[[ EXERCISE INPUTS open ]]

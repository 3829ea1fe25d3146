//! Attach the widget to the host page.
//!
//! The host page is expected to provide `#ai-chatbot-root`. Pages without it
//! get the widget in `#root`, which is created at the end of `<body>` when
//! missing.

#[cfg(test)]
#[path = "mount_test.rs"]
mod mount_test;

use crate::config::WidgetConfig;

/// Where the widget will be mounted.
#[derive(Clone, Debug, PartialEq, Eq)]
pub enum MountTarget {
    /// The configured host element exists.
    Preferred(String),
    /// Only the generic fallback element exists.
    Fallback(String),
    /// Neither exists; a fallback element must be created.
    Create(String),
}

impl MountTarget {
    pub fn element_id(&self) -> &str {
        match self {
            Self::Preferred(id) | Self::Fallback(id) | Self::Create(id) => id,
        }
    }
}

/// Pick the mount target given a predicate telling which element ids exist.
pub fn resolve_mount_target(config: &WidgetConfig, exists: impl Fn(&str) -> bool) -> MountTarget {
    if exists(&config.mount_element_id) {
        MountTarget::Preferred(config.mount_element_id.clone())
    } else if exists(&config.fallback_element_id) {
        MountTarget::Fallback(config.fallback_element_id.clone())
    } else {
        MountTarget::Create(config.fallback_element_id.clone())
    }
}

#[cfg(feature = "csr")]
fn create_host(document: &web_sys::Document, id: &str) -> Option<web_sys::Element> {
    let el = document.create_element("div").ok()?;
    el.set_id(id);
    document.body()?.append_child(&el).ok()?;
    Some(el)
}

/// Mount the widget into the resolved host element for the lifetime of the page.
#[cfg(feature = "csr")]
pub fn mount_widget(config: WidgetConfig) {
    use leptos::prelude::*;
    use wasm_bindgen::JsCast;

    use crate::app::App;

    let Some(document) = web_sys::window().and_then(|w| w.document()) else {
        log::error!("no document available; widget not mounted");
        return;
    };

    let target = resolve_mount_target(&config, |id| document.get_element_by_id(id).is_some());
    let element = match &target {
        MountTarget::Preferred(id) => document.get_element_by_id(id),
        MountTarget::Fallback(id) => {
            log::warn!("#{} not found; mounting into #{id}", config.mount_element_id);
            document.get_element_by_id(id)
        }
        MountTarget::Create(id) => {
            log::warn!("#{} not found; creating #{id}", config.mount_element_id);
            create_host(&document, id)
        }
    };
    let Some(host) = element.and_then(|el| el.dyn_into::<web_sys::HtmlElement>().ok()) else {
        log::error!("could not resolve #{} as an HTML element", target.element_id());
        return;
    };

    log::debug!("mounting widget into #{}", target.element_id());
    leptos::mount::mount_to(host, move || view! { <App config=config/> }).forget();
}
//! Conversation history and the chat send state machine.
//!
//! DESIGN
//! ======
//! The transcript is append-only: messages are never edited or removed, and
//! display order is insertion order. A send is split into `begin_send`
//! (guard + optimistic user message) and `complete_send` (apply the reply),
//! with the network call happening between the two. `loading` is the
//! single-flight flag and is cleared on every completion path.

#[cfg(test)]
#[path = "chat_test.rs"]
mod chat_test;

use crate::net::api::ApiError;
use crate::net::types::{ChatReply, GenerateDocumentReply, Placeholder, Source};
use crate::state::document::DocumentPrompt;

/// Assistant text shown when the server replies with an unknown `type`.
pub const UNEXPECTED_REPLY_TEXT: &str = "Received an unexpected response from the server.";

const SERVER_HINT: &str = "Please ensure the Aleks AI API server is running.";

/// Who authored a message.
#[derive(Clone, Copy, Debug, PartialEq, Eq)]
pub enum Sender {
    User,
    Assistant,
}

/// How a message is rendered.
#[derive(Clone, Copy, Debug, Default, PartialEq, Eq)]
pub enum MessageKind {
    #[default]
    Text,
    /// Assistant asked for template values; opens the fill-in form.
    DocumentRequest,
    /// Assistant returned a filled document preview.
    DocumentGenerated,
}

/// Structured data attached to assistant messages.
#[derive(Clone, Debug, Default, PartialEq)]
pub struct MessageExtra {
    pub sources: Option<Vec<Source>>,
    pub document_type: Option<String>,
    pub placeholders_to_fill: Option<Vec<Placeholder>>,
    pub generated_document_preview: Option<String>,
}

/// A single conversation entry. Immutable once appended.
#[derive(Clone, Debug, PartialEq)]
pub struct Message {
    /// Stable render key for keyed list rendering.
    pub id: String,
    pub sender: Sender,
    pub text: String,
    pub kind: MessageKind,
    pub extra: Option<MessageExtra>,
}

impl Message {
    fn new(sender: Sender, text: impl Into<String>, kind: MessageKind, extra: Option<MessageExtra>) -> Self {
        Self {
            id: uuid::Uuid::new_v4().to_string(),
            sender,
            text: text.into(),
            kind,
            extra,
        }
    }

    pub fn user(text: impl Into<String>) -> Self {
        Self::new(Sender::User, text, MessageKind::Text, None)
    }

    pub fn assistant(text: impl Into<String>) -> Self {
        Self::new(Sender::Assistant, text, MessageKind::Text, None)
    }

    /// Citations to render under a text message; empty when there are none.
    pub fn sources(&self) -> &[Source] {
        if self.kind != MessageKind::Text {
            return &[];
        }
        self.extra
            .as_ref()
            .and_then(|e| e.sources.as_deref())
            .unwrap_or_default()
    }

    /// Generated document text for `DocumentGenerated` messages.
    pub fn document_preview(&self) -> Option<&str> {
        if self.kind != MessageKind::DocumentGenerated {
            return None;
        }
        self.extra
            .as_ref()
            .and_then(|e| e.generated_document_preview.as_deref())
            .filter(|p| !p.is_empty())
    }
}

/// Conversation transcript plus the chat request status.
#[derive(Clone, Debug, Default)]
pub struct ChatState {
    messages: Vec<Message>,
    /// A chat request is in flight.
    pub loading: bool,
    /// Last chat failure, shown in the error banner until the next send.
    pub error: Option<String>,
}

impl ChatState {
    /// A conversation seeded with the assistant's greeting.
    pub fn new(greeting: &str) -> Self {
        let mut state = Self::default();
        if !greeting.is_empty() {
            state.push(Message::assistant(greeting));
        }
        state
    }

    pub fn messages(&self) -> &[Message] {
        &self.messages
    }

    pub fn len(&self) -> usize {
        self.messages.len()
    }

    pub fn is_empty(&self) -> bool {
        self.messages.is_empty()
    }

    /// Append one message to the end of the transcript.
    pub fn push(&mut self, message: Message) {
        self.messages.push(message);
    }

    /// Whether a send would be accepted right now.
    pub fn can_send(&self, input: &str, modal_open: bool) -> bool {
        !input.trim().is_empty() && !self.loading && !modal_open
    }

    /// Start a send: append the user's message and mark the request in flight.
    ///
    /// Returns the trimmed question to post, or `None` when the send is
    /// rejected (blank input, request already in flight, or the document form
    /// is open). A rejected send leaves the state untouched.
    pub fn begin_send(&mut self, input: &str, modal_open: bool) -> Option<String> {
        if !self.can_send(input, modal_open) {
            return None;
        }
        let question = input.trim().to_owned();
        self.push(Message::user(question.clone()));
        self.loading = true;
        self.error = None;
        Some(question)
    }

    /// Apply the outcome of a chat request and return to idle.
    ///
    /// Returns the document prompt to open when the server asks for template
    /// values.
    pub fn complete_send(&mut self, result: Result<ChatReply, ApiError>) -> Option<DocumentPrompt> {
        self.loading = false;
        match result {
            Ok(reply) => self.apply_reply(reply),
            Err(err) => {
                let text = format!("{err}. {SERVER_HINT}");
                log::warn!("chat failed: {text}");
                self.push(Message::assistant(format!("Error: {text}")));
                self.error = Some(text);
                None
            }
        }
    }

    fn apply_reply(&mut self, reply: ChatReply) -> Option<DocumentPrompt> {
        match reply {
            ChatReply::DocumentRequest {
                document_type,
                message,
                placeholders,
            } => {
                let extra = MessageExtra {
                    document_type: Some(document_type.clone()),
                    placeholders_to_fill: Some(placeholders.clone()),
                    ..MessageExtra::default()
                };
                self.push(Message::new(Sender::Assistant, message, MessageKind::DocumentRequest, Some(extra)));
                Some(DocumentPrompt {
                    document_type,
                    placeholders,
                })
            }
            ChatReply::Rag { response, sources } => {
                let extra = MessageExtra {
                    sources: Some(sources),
                    ..MessageExtra::default()
                };
                self.push(Message::new(Sender::Assistant, response, MessageKind::Text, Some(extra)));
                None
            }
            ChatReply::Text { response } => {
                self.push(Message::assistant(response));
                None
            }
            ChatReply::Unexpected { kind } => {
                log::warn!("unexpected chat reply type: {kind:?}");
                self.push(Message::assistant(UNEXPECTED_REPLY_TEXT));
                None
            }
        }
    }

    /// Append the assistant message announcing a generated document.
    pub fn append_generated(&mut self, reply: GenerateDocumentReply) {
        let extra = MessageExtra {
            generated_document_preview: Some(reply.generated_document_preview),
            ..MessageExtra::default()
        };
        self.push(Message::new(
            Sender::Assistant,
            reply.message,
            MessageKind::DocumentGenerated,
            Some(extra),
        ));
    }
}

[[ EXERCISE INPUTS closed ]]

TASK ITEM |
Taking the line with "if self.kind != MessageKind::Text" as the first and the line with "chat request status." as the last, retype that stretch of the data above exactly, with no other lines.

WRITTEN ANSWER |
        if self.kind != MessageKind::Text {
            return &[];
        }
        self.extra
            .as_ref()
            .and_then(|e| e.sources.as_deref())
            .unwrap_or_default()
    }

    /// Generated document text for `DocumentGenerated` messages.
    pub fn document_preview(&self) -> Option<&str> {
        if self.kind != MessageKind::DocumentGenerated {
            return None;
        }
        self.extra
            .as_ref()
            .and_then(|e| e.generated_document_preview.as_deref())
            .filter(|p| !p.is_empty())
    }
}

/// Conversation transcript plus the chat request status.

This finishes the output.